┌─ Extracted entries

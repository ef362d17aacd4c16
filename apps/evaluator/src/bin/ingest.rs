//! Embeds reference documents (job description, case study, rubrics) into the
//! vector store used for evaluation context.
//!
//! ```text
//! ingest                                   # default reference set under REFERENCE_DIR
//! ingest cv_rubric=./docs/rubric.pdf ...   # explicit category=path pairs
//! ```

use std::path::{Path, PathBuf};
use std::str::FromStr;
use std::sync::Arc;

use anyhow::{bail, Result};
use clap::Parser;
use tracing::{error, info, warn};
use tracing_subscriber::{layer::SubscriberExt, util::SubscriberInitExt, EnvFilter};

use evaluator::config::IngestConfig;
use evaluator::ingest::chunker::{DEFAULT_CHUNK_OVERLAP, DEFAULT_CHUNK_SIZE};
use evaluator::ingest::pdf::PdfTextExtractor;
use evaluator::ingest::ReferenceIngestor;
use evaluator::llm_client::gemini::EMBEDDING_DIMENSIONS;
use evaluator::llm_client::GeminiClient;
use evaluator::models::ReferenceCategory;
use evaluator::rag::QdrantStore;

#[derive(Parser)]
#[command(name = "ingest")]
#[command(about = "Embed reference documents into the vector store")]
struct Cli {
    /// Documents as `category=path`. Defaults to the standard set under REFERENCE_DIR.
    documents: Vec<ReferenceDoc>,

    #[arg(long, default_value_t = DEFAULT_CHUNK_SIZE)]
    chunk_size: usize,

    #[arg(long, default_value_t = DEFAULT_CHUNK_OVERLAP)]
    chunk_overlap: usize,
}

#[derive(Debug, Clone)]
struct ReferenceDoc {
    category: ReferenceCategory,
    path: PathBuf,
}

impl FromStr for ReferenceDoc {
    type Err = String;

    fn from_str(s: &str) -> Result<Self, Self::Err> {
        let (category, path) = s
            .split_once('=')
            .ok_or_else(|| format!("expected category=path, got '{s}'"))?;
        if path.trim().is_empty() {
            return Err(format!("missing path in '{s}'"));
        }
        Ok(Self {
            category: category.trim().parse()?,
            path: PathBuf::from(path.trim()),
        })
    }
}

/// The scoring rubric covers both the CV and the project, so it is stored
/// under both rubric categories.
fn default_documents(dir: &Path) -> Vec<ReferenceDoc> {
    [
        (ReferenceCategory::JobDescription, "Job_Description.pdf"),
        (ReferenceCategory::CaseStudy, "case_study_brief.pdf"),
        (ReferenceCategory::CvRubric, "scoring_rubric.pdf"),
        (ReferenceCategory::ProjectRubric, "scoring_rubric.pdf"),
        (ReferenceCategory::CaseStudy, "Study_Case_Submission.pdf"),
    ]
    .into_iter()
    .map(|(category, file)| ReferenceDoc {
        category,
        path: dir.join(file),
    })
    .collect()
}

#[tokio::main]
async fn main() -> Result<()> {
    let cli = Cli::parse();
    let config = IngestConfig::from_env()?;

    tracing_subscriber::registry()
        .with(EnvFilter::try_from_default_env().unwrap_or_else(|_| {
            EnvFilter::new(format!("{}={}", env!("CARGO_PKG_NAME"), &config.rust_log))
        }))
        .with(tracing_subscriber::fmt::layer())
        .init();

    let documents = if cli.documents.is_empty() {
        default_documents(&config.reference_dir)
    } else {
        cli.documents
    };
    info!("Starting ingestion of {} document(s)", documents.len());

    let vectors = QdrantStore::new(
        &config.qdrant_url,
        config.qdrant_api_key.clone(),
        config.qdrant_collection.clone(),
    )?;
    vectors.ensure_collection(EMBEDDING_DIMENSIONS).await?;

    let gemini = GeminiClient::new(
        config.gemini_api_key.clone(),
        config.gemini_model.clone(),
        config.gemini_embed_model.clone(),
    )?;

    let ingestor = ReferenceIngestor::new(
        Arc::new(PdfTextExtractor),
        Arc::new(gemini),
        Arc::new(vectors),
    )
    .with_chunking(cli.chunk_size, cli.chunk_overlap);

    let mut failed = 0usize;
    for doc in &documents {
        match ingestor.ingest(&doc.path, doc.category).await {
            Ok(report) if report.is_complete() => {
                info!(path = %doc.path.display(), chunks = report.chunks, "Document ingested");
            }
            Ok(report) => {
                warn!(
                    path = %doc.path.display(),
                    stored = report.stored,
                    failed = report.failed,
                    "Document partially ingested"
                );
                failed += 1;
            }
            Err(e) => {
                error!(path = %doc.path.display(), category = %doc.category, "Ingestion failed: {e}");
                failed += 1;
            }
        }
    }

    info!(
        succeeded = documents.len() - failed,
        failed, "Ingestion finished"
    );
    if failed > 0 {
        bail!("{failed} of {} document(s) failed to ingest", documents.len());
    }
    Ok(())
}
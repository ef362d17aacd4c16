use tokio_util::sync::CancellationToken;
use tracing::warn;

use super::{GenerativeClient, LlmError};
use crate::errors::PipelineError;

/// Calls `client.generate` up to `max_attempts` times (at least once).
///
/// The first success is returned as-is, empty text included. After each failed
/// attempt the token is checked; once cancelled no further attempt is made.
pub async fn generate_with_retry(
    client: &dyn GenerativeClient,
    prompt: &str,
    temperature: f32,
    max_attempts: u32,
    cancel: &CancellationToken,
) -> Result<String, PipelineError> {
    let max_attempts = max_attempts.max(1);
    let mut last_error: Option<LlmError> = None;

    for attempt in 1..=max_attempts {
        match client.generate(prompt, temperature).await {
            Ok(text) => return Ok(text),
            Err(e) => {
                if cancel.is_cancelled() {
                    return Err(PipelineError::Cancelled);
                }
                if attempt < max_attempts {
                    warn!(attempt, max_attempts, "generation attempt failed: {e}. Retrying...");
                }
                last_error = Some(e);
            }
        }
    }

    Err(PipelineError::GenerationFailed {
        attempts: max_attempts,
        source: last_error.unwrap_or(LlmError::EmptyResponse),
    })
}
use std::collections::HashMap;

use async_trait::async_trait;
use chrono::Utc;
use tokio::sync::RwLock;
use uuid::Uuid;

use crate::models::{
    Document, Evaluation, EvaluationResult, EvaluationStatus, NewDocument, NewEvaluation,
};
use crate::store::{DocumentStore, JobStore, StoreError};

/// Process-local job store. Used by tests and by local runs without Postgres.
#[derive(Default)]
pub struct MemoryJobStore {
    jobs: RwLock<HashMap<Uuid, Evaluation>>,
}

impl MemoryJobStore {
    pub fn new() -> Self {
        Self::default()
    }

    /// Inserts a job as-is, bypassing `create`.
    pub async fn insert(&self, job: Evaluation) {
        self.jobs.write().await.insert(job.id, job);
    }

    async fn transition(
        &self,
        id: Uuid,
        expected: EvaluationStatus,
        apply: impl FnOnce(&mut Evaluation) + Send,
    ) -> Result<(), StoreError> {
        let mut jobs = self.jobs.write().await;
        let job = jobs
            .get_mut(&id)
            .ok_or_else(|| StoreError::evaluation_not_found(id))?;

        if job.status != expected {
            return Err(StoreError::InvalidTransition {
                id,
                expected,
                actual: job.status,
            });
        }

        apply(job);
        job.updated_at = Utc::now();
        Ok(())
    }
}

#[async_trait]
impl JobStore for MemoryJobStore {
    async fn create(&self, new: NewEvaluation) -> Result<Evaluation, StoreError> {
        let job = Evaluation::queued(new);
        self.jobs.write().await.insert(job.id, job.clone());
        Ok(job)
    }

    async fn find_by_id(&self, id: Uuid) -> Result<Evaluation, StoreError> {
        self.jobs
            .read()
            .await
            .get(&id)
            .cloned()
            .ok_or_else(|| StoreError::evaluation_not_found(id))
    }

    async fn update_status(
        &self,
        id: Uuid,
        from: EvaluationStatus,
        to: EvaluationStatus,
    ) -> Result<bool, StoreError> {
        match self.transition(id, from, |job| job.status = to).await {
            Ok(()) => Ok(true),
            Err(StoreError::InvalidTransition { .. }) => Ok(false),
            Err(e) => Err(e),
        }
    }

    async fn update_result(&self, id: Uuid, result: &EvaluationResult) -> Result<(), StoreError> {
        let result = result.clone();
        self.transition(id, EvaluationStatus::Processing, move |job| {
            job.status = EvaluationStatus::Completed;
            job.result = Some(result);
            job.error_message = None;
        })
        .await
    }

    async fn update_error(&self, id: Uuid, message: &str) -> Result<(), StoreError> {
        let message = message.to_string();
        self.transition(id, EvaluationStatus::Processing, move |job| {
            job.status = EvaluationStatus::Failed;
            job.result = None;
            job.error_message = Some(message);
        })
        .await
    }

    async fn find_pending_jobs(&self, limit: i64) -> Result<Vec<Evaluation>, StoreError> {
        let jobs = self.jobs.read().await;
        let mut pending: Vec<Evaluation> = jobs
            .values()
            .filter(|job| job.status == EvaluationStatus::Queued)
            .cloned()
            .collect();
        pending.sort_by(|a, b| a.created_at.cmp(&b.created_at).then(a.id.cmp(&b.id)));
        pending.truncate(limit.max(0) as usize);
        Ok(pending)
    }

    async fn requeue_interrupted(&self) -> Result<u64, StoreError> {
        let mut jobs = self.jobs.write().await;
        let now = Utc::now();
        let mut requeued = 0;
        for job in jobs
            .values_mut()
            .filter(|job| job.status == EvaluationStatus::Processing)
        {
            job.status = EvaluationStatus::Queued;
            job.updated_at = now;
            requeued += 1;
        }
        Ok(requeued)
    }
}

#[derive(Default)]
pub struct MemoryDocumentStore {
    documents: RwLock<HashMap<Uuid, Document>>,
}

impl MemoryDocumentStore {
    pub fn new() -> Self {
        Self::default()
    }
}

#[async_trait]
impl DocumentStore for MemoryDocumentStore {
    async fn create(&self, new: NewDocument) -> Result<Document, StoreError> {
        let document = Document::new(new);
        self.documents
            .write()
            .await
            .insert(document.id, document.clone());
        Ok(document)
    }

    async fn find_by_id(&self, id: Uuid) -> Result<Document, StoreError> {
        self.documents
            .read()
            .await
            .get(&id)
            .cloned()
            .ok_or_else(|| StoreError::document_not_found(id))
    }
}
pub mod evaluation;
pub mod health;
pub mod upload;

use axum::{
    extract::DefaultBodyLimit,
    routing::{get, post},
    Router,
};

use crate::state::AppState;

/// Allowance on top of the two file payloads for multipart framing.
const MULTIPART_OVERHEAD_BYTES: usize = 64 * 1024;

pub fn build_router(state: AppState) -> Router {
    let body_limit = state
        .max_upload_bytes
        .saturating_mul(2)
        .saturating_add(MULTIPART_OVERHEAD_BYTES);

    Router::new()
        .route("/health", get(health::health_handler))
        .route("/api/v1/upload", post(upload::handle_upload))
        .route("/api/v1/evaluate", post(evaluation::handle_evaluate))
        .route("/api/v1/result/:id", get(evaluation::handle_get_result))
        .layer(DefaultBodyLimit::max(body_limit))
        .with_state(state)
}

└─

* Your goal *
Copy only this part of the entries above: the line with "let mut requeued = 0;", the line with "use crate::state::AppState;", and the lines between, all exactly as written.

* Output below *
        let mut requeued = 0;
        for job in jobs
            .values_mut()
            .filter(|job| job.status == EvaluationStatus::Processing)
        {
            job.status = EvaluationStatus::Queued;
            job.updated_at = now;
            requeued += 1;
        }
        Ok(requeued)
    }
}

#[derive(Default)]
pub struct MemoryDocumentStore {
    documents: RwLock<HashMap<Uuid, Document>>,
}

impl MemoryDocumentStore {
    pub fn new() -> Self {
        Self::default()
    }
}

#[async_trait]
impl DocumentStore for MemoryDocumentStore {
    async fn create(&self, new: NewDocument) -> Result<Document, StoreError> {
        let document = Document::new(new);
        self.documents
            .write()
            .await
            .insert(document.id, document.clone());
        Ok(document)
    }

    async fn find_by_id(&self, id: Uuid) -> Result<Document, StoreError> {
        self.documents
            .read()
            .await
            .get(&id)
            .cloned()
            .ok_or_else(|| StoreError::document_not_found(id))
    }
}
pub mod evaluation;
pub mod health;
pub mod upload;

use axum::{
    extract::DefaultBodyLimit,
    routing::{get, post},
    Router,
};

use crate::state::AppState;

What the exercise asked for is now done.